Saved data entries:
★ ★ ★ ★ ★ ★ ★

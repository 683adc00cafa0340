//! Layered-RC: Layered Application Configuration
//!
//! Entry point for the layered-rc application.

use layered_rc::cli::Cli;
use std::process::ExitCode;

mod app;
mod run;

use app::{exit_code, exit_code_for, print_error_hint, setup_tracing};

/// Main entry point.
///
/// Excluded from coverage as it's the thin wrapper around testable components.
#[cfg(not(tarpaulin_include))]
fn main() -> ExitCode {
    let cli = Cli::parse_args();

    setup_tracing(cli.verbose);

    match run::execute(&cli) {
        Ok(()) => exit_code::SUCCESS,
        Err(e) => {
            eprintln!("Error: {e}");
            print_error_hint(&e);
            exit_code_for(&e)
        }
    }
}
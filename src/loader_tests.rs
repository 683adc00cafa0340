//! Tests for candidate file loading.

use std::path::Path;

use tempfile::TempDir;

use super::*;
use crate::test_support::MemoryFileSystem;

mod load_result {
    use super::*;

    #[test]
    fn loaded_content_is_returned() {
        let result = LoadResult::Loaded("a = 1".to_string());
        assert_eq!(result.into_contents().as_deref(), Some("a = 1"));
    }

    #[test]
    fn empty_file_does_not_contribute() {
        assert_eq!(LoadResult::Loaded(String::new()).into_contents(), None);
    }

    #[test]
    fn failures_do_not_contribute() {
        assert_eq!(LoadResult::NotFound.into_contents(), None);
        let unreadable = LoadResult::Unreadable {
            reason: "denied".to_string(),
        };
        assert_eq!(unreadable.into_contents(), None);
    }
}

mod std_file_system {
    use super::*;

    #[test]
    fn reads_existing_file() {
        let dir = TempDir::new().unwrap();
        let path = dir.path().join(".apprc");
        std::fs::write(&path, "{\"a\": 1}").unwrap();

        assert_eq!(StdFileSystem.read(&path), LoadResult::Loaded("{\"a\": 1}".to_string()));
        assert!(StdFileSystem.exists(&path));
    }

    #[test]
    fn missing_file_is_not_found() {
        let dir = TempDir::new().unwrap();
        let path = dir.path().join("missing");

        assert_eq!(StdFileSystem.read(&path), LoadResult::NotFound);
        assert!(!StdFileSystem.exists(&path));
    }

    #[test]
    fn directory_is_unreadable() {
        let dir = TempDir::new().unwrap();

        assert!(matches!(
            StdFileSystem.read(dir.path()),
            LoadResult::Unreadable { .. }
        ));
    }
}

mod load {
    use super::*;

    #[test]
    fn only_non_empty_files_contribute() {
        let fs = MemoryFileSystem::new()
            .with_file("/etc/apprc", "x = 1")
            .with_file("/etc/app.conf", "")
            .with_unreadable("/etc/app/config");

        assert_eq!(load(&fs, Path::new("/etc/apprc")).as_deref(), Some("x = 1"));
        assert_eq!(load(&fs, Path::new("/etc/app.conf")), None);
        assert_eq!(load(&fs, Path::new("/etc/app/config")), None);
        assert_eq!(load(&fs, Path::new("/etc/nothing")), None);
    }
}
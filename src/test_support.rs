//! In-memory fixtures shared by unit tests.

use std::collections::{HashMap, HashSet};
use std::path::{Path, PathBuf};

use crate::loader::{FileSystem, LoadResult};

/// [`FileSystem`] over a fixed set of files.
#[derive(Debug, Default)]
pub struct MemoryFileSystem {
    files: HashMap<PathBuf, String>,
    unreadable: HashSet<PathBuf>,
}

impl MemoryFileSystem {
    pub fn new() -> Self {
        Self::default()
    }

    pub fn with_file(mut self, path: impl Into<PathBuf>, contents: &str) -> Self {
        self.files.insert(path.into(), contents.to_string());
        self
    }

    /// Registers a path that exists but fails to read.
    pub fn with_unreadable(mut self, path: impl Into<PathBuf>) -> Self {
        self.unreadable.insert(path.into());
        self
    }
}

impl FileSystem for MemoryFileSystem {
    fn read(&self, path: &Path) -> LoadResult {
        if self.unreadable.contains(path) {
            return LoadResult::Unreadable {
                reason: "permission denied".to_string(),
            };
        }
        self.files
            .get(path)
            .map_or(LoadResult::NotFound, |contents| LoadResult::Loaded(contents.clone()))
    }

    fn exists(&self, path: &Path) -> bool {
        self.files.contains_key(path) || self.unreadable.contains(path)
    }
}
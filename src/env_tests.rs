//! Tests for environment variable decoding.

use serde_json::{Value, json};

use super::*;

const PREFIX: &str = "rc0_";

fn env(vars: &[(&str, &str)]) -> EnvSnapshot {
    vars.iter().copied().collect()
}

fn decoded(vars: &[(&str, &str)]) -> Value {
    Value::Object(decode(PREFIX, &env(vars)))
}

mod basic {
    use super::*;

    #[test]
    fn values_stay_strings() {
        assert_eq!(decoded(&[("rc0_envOption", "42")]), json!({"envOption": "42"}));
    }

    #[test]
    fn unrelated_variables_are_ignored() {
        assert_eq!(decoded(&[("PATH", "/bin"), ("rc1_x", "y")]), json!({}));
    }

    #[test]
    fn prefix_match_ignores_case() {
        assert_eq!(
            decoded(&[("RC0_test_upperCase", "187")]),
            json!({"test_upperCase": "187"})
        );
    }

    #[test]
    fn prefix_match_ignores_case_beyond_ascii() {
        let vars = env(&[("ÉTÉ_saison", "chaude"), ("été_mois", "juillet")]);
        assert_eq!(
            Value::Object(decode("été_", &vars)),
            json!({"saison": "chaude", "mois": "juillet"})
        );
    }

    #[test]
    fn nested_path() {
        assert_eq!(decoded(&[("rc0_opt__a__b", "c")]), json!({"opt": {"a": {"b": "c"}}}));
    }

    #[test]
    fn prefix_alone_contributes_nothing() {
        assert_eq!(decoded(&[("rc0_", "x"), ("rc0_____", "y")]), json!({}));
    }

    #[test]
    fn short_names_do_not_panic() {
        assert_eq!(decoded(&[("rc", "x"), ("", "y")]), json!({}));
    }
}

mod delimiters {
    use super::*;

    #[test]
    fn trailing_delimiter_is_ignored() {
        assert_eq!(decoded(&[("rc0_someOpt__w__w__", "18629")]), json!({"someOpt": {"w": {"w": "18629"}}}));
    }

    #[test]
    fn leading_delimiter_is_ignored() {
        assert_eq!(decoded(&[("rc0___z__i__", "9999")]), json!({"z": {"i": "9999"}}));
    }
}

mod first_write_wins {
    use super::*;

    #[test]
    fn scalar_blocks_deeper_paths() {
        let result = decoded(&[
            ("rc0_someOpt__a", "42"),
            ("rc0_someOpt__x__", "99"),
            ("rc0_someOpt__a__b", "186"),
            ("rc0_someOpt__a__b__c", "243"),
            ("rc0_someOpt__x__y", "1862"),
            ("rc0_someOpt__z", "186577"),
            ("rc0_someOpt__z__x__", "18629"),
        ]);

        assert_eq!(result, json!({"someOpt": {"a": "42", "x": "99", "z": "186577"}}));
    }

    #[test]
    fn object_is_not_replaced_by_scalar() {
        let result = decoded(&[("rc0_db__host", "h"), ("rc0_db", "flat")]);
        assert_eq!(result, json!({"db": {"host": "h"}}));
    }

    #[test]
    fn repeated_leaf_keeps_first_value() {
        let result = decoded(&[("RC0_level", "debug"), ("rc0_level", "info")]);
        assert_eq!(result, json!({"level": "debug"}));
    }

    #[test]
    fn siblings_merge_under_shared_parent() {
        let result = decoded(&[("rc0_db__host", "h"), ("rc0_db__port", "5432")]);
        assert_eq!(result, json!({"db": {"host": "h", "port": "5432"}}));
    }
}

#[test]
fn snapshot_preserves_order() {
    let snapshot = env(&[("b", "1"), ("a", "2")]);
    assert_eq!(snapshot.iter().collect::<Vec<_>>(), [("b", "1"), ("a", "2")]);
    assert_eq!(snapshot.len(), 2);
    assert!(!snapshot.is_empty());
    assert!(EnvSnapshot::default().is_empty());
}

★ ★ ★ ★ ★ ★ ★

Exercise aim:
"join" is the string to look for; please copy every line of the records above where it appears.

Completed task:
        let path = dir.path().join(".apprc");
        let path = dir.path().join("missing");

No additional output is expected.